У каждого живого существа свои правила поведения, своя выдержка, говорила она, у кошки она одна, у легавой собаки — другая. Кошка не поднимает лапу, выслеживая добычу, она вся сжимается. Надеется, что ее не увидят, зато она все видит. Зуттеру не всегда удавалось выполнять иные настойчивые желания Руфи. Он искренне пытался ничего не упускать из виду и при этом не задевать ее чувство выдержки. Но не всегда знал, как это сделать.

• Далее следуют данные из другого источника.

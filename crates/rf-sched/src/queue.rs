//! Cancellable timer queue driven by an explicit clock

use std::cmp::Ordering;
use std::collections::{BinaryHeap, HashSet};

use log::debug;

/// Handle to a scheduled action. Stays valid until the entry fires, is
/// cancelled individually, or the queue is cleared.
#[derive(Debug, Clone, Copy, PartialEq, Eq, Hash)]
pub struct TimerId(u64);

struct Entry<T> {
    due_ms: f64,
    seq: u64,
    id: TimerId,
    payload: T,
}

impl<T> PartialEq for Entry<T> {
    fn eq(&self, other: &Self) -> bool {
        self.seq == other.seq
    }
}

impl<T> Eq for Entry<T> {}

impl<T> PartialOrd for Entry<T> {
    fn partial_cmp(&self, other: &Self) -> Option<Ordering> {
        Some(self.cmp(other))
    }
}

impl<T> Ord for Entry<T> {
    fn cmp(&self, other: &Self) -> Ordering {
        // Reversed so the std max-heap pops the earliest (due, seq) first.
        // Equal deadlines fire in scheduling order.
        other
            .due_ms
            .total_cmp(&self.due_ms)
            .then_with(|| other.seq.cmp(&self.seq))
    }
}

/// Min-heap of deferred actions ordered by `(due_ms, scheduling order)`.
///
/// Scheduling is legal from inside a drain loop: an entry scheduled with zero
/// delay while draining becomes due immediately and fires within the same
/// drain. Cancellation is lazy — cancelled entries stay in the heap but are
/// skipped and dropped when they surface.
pub struct TimerQueue<T> {
    now_ms: f64,
    next_seq: u64,
    heap: BinaryHeap<Entry<T>>,
    live: HashSet<TimerId>,
}

impl<T> TimerQueue<T> {
    /// Create an empty queue with the clock at zero.
    pub fn new() -> Self {
        Self {
            now_ms: 0.0,
            next_seq: 0,
            heap: BinaryHeap::new(),
            live: HashSet::new(),
        }
    }

    /// Current clock value in milliseconds.
    pub fn now_ms(&self) -> f64 {
        self.now_ms
    }

    /// Number of live (scheduled, not yet fired or cancelled) entries.
    pub fn len(&self) -> usize {
        self.live.len()
    }

    /// True when nothing is pending.
    pub fn is_empty(&self) -> bool {
        self.live.is_empty()
    }

    /// Schedule `payload` to become due `delay_ms` from now. Negative delays
    /// are clamped to zero (due immediately).
    pub fn schedule(&mut self, delay_ms: f64, payload: T) -> TimerId {
        let delay = if delay_ms.is_finite() {
            delay_ms.max(0.0)
        } else {
            0.0
        };
        let seq = self.next_seq;
        self.next_seq += 1;
        let id = TimerId(seq);
        self.heap.push(Entry {
            due_ms: self.now_ms + delay,
            seq,
            id,
            payload,
        });
        self.live.insert(id);
        id
    }

    /// Cancel a single entry. Returns false if the id already fired, was
    /// cancelled before, or never existed.
    pub fn cancel(&mut self, id: TimerId) -> bool {
        self.live.remove(&id)
    }

    /// Drop every pending entry. This is the bulk-cancellation primitive
    /// backing teardown: after `clear()` no previously scheduled entry can
    /// ever fire, and all outstanding ids are dead.
    pub fn clear(&mut self) {
        if !self.live.is_empty() {
            debug!("timer queue cleared, dropping {} pending entries", self.live.len());
        }
        self.heap.clear();
        self.live.clear();
    }

    /// Advance the clock. Non-positive or non-finite deltas are ignored; the
    /// clock never moves backward.
    pub fn advance(&mut self, delta_ms: f64) {
        if delta_ms.is_finite() && delta_ms > 0.0 {
            self.now_ms += delta_ms;
        }
    }

    /// Remove and return the earliest entry whose deadline has passed, or
    /// `None` when nothing is due yet. Call in a loop to drain a frame.
    pub fn pop_due(&mut self) -> Option<(TimerId, T)> {
        loop {
            let fire = match self.heap.peek() {
                // Lazily discard cancelled entries when they surface.
                Some(top) if !self.live.contains(&top.id) => false,
                Some(top) if top.due_ms <= self.now_ms => true,
                _ => return None,
            };
            let entry = self.heap.pop()?;
            if fire {
                self.live.remove(&entry.id);
                return Some((entry.id, entry.payload));
            }
        }
    }

    /// Deadline of the earliest live entry, if any.
    pub fn next_due_ms(&self) -> Option<f64> {
        self.heap
            .iter()
            .filter(|e| self.live.contains(&e.id))
            .map(|e| e.due_ms)
            .fold(None, |acc, due| match acc {
                Some(best) if best <= due => Some(best),
                _ => Some(due),
            })
    }
}

impl<T> Default for TimerQueue<T> {
    fn default() -> Self {
        Self::new()
    }
}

Все еще была возможность говорить
Слово «выдержка» не встречалось ни в одной сказке, этого можно было не опасаться, и все же речь в них шла именно об этом. Зуттер понял, что слово «выдержка» было исполнено высокого благородства, но только в том случае, если оно не произносилось вслух. Годилось оно только для поступков. Тогда лягушка превращалась в царевну, а солома в золото. И намекало это слово на нечто такое, о чем не принято говорить. Сказкам в такой выдержке никак не откажешь. Сказочное благородство сотворено из того же материала, что и наша жизнь, но когда она превращается в муку, благородство сияет по-прежнему.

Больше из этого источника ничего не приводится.